**TASK DESCRIPTION**
Where a line below includes the word "derive", copy that line.
-- Opening Marker --
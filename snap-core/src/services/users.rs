use chrono::{DateTime, Utc};
use serde::Deserialize;
use serde_json::json;
use snap_blob::{BlobPayload, PreviewUrlBuilder};
use snap_docs::{DocumentId, Filter, OrderKey, Ordering};
use tracing::{info, instrument};
use url::Url;

use super::object;
use crate::config::Settings;
use crate::errors::{OrchestratorError, OrchestratorResult};
use crate::media::MediaReference;
use crate::orchestrator::Orchestrator;
use crate::resource::{Outcome, Resource, ResourceKind};

pub const ACCOUNT_ID_FIELD: &str = "accountId";
/// Generated avatar URL, kept apart from the uploaded media pair
pub const AVATAR_URL_FIELD: &str = "avatarUrl";

/// The picture shown for a user
#[derive(Debug, Clone, PartialEq)]
pub enum ProfileImage {
    /// Initials avatar produced at registration
    Generated { url: Url },
    Uploaded(MediaReference),
}

impl ProfileImage {
    pub fn url(&self) -> &Url {
        match self {
            ProfileImage::Generated { url } => url,
            ProfileImage::Uploaded(media) => media.preview_url(),
        }
    }

    pub fn media(&self) -> Option<&MediaReference> {
        match self {
            ProfileImage::Generated { .. } => None,
            ProfileImage::Uploaded(media) => Some(media),
        }
    }
}

#[derive(Debug, Clone, PartialEq)]
pub struct UserProfile {
    pub id: DocumentId,
    pub account_id: String,
    pub name: String,
    pub username: Option<String>,
    pub email: Option<String>,
    pub bio: Option<String>,
    pub image: Option<ProfileImage>,
    pub created_at: DateTime<Utc>,
}

#[derive(Deserialize)]
#[serde(rename_all = "camelCase")]
struct ProfileFields {
    account_id: String,
    #[serde(default)]
    name: String,
    #[serde(default)]
    username: Option<String>,
    #[serde(default)]
    email: Option<String>,
    #[serde(default)]
    bio: Option<String>,
    #[serde(default)]
    avatar_url: Option<String>,
}

impl TryFrom<Resource> for UserProfile {
    type Error = OrchestratorError;

    fn try_from(resource: Resource) -> OrchestratorResult<Self> {
        let fields: ProfileFields = resource.decode()?;
        let image = match (resource.media, fields.avatar_url) {
            (Some(media), _) => Some(ProfileImage::Uploaded(media)),
            (None, Some(raw)) => {
                let url = Url::parse(&raw).map_err(|e| {
                    OrchestratorError::decode(
                        &resource.collection,
                        resource.id.as_str(),
                        format!("{AVATAR_URL_FIELD}: {e}"),
                    )
                })?;
                Some(ProfileImage::Generated { url })
            }
            (None, None) => None,
        };
        Ok(Self {
            id: resource.id,
            account_id: fields.account_id,
            name: fields.name,
            username: fields.username,
            email: fields.email,
            bio: fields.bio,
            image,
            created_at: resource.created_at,
        })
    }
}

/// Profile record for an account created by the identity provider
#[derive(Debug, Clone)]
pub struct NewAccount {
    pub account_id: String,
    pub name: String,
    pub email: String,
    pub username: Option<String>,
}

/// Edits to a profile. `file` replaces the uploaded picture when present.
#[derive(Debug)]
pub struct ProfileUpdate {
    pub user_id: DocumentId,
    pub name: String,
    pub bio: Option<String>,
    pub file: Option<BlobPayload>,
    pub previous_media: Option<MediaReference>,
}

#[derive(Clone)]
pub struct UserService {
    orchestrator: Orchestrator,
    kind: ResourceKind,
    urls: PreviewUrlBuilder,
}

impl UserService {
    pub fn new(orchestrator: Orchestrator, settings: &Settings, urls: PreviewUrlBuilder) -> Self {
        Self {
            orchestrator,
            kind: ResourceKind::new(settings.users_collection.clone(), ACCOUNT_ID_FIELD),
            urls,
        }
    }

    pub fn kind(&self) -> &ResourceKind {
        &self.kind
    }

    /// Create the profile record with a generated initials avatar
    #[instrument(skip_all, fields(account = %account.account_id))]
    pub async fn register(&self, account: NewAccount) -> OrchestratorResult<UserProfile> {
        if account.name.trim().is_empty() {
            return Err(OrchestratorError::validation("missing name"));
        }
        let avatar = self
            .urls
            .initials_avatar(&account.name)
            .map_err(|e| OrchestratorError::validation(e.to_string()))?;

        let fields = object(json!({
            "name": account.name,
            "email": account.email,
            "username": account.username,
            AVATAR_URL_FIELD: avatar.as_str(),
        }));
        let profile: UserProfile = self
            .orchestrator
            .create_record(&self.kind, &account.account_id, fields)
            .await?
            .try_into()?;
        info!(user_id = %profile.id, "profile registered");
        Ok(profile)
    }

    /// The profile linked to an authenticated account
    pub async fn current_user(&self, account_id: &str) -> OrchestratorResult<UserProfile> {
        if account_id.trim().is_empty() {
            return Err(OrchestratorError::validation("missing account id"));
        }
        let mut found = self
            .orchestrator
            .list_resources(
                &self.kind,
                vec![Filter::equal(ACCOUNT_ID_FIELD, account_id)],
                Ordering::desc(OrderKey::CreatedAt),
                Some(1),
            )
            .await?;
        match found.pop() {
            Some(resource) => resource.try_into(),
            None => Err(OrchestratorError::not_found(
                &self.kind.collection,
                format!("{ACCOUNT_ID_FIELD}={account_id}"),
            )),
        }
    }

    /// Newest profiles first
    pub async fn list_users(&self, limit: Option<usize>) -> OrchestratorResult<Vec<UserProfile>> {
        if limit == Some(0) {
            return Err(OrchestratorError::validation("limit must be at least 1"));
        }
        self.orchestrator
            .list_resources(&self.kind, Vec::new(), Ordering::desc(OrderKey::CreatedAt), limit)
            .await?
            .into_iter()
            .map(UserProfile::try_from)
            .collect()
    }

    pub async fn get_user(&self, user_id: &DocumentId) -> OrchestratorResult<UserProfile> {
        self.orchestrator
            .get_resource(&self.kind, user_id)
            .await?
            .try_into()
    }

    /// Update name and bio, optionally replacing the uploaded picture.
    ///
    /// A generated avatar is never deleted from storage; only an uploaded
    /// picture that was replaced is.
    pub async fn update_user(&self, update: ProfileUpdate) -> OrchestratorResult<Outcome<UserProfile>> {
        let fields = object(json!({
            "name": update.name,
            "bio": update.bio,
        }));
        let outcome = self
            .orchestrator
            .update_resource(
                &self.kind,
                &update.user_id,
                fields,
                update.file,
                update.previous_media.as_ref(),
            )
            .await?;
        Ok(Outcome {
            value: outcome.value.try_into()?,
            warnings: outcome.warnings,
        })
    }
}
-- Closing Marker --
**FINISHED EXERCISE**
#[derive(Debug, Clone, PartialEq)]
#[derive(Debug, Clone, PartialEq)]
#[derive(Deserialize)]
#[derive(Debug, Clone)]
#[derive(Debug)]
#[derive(Clone)]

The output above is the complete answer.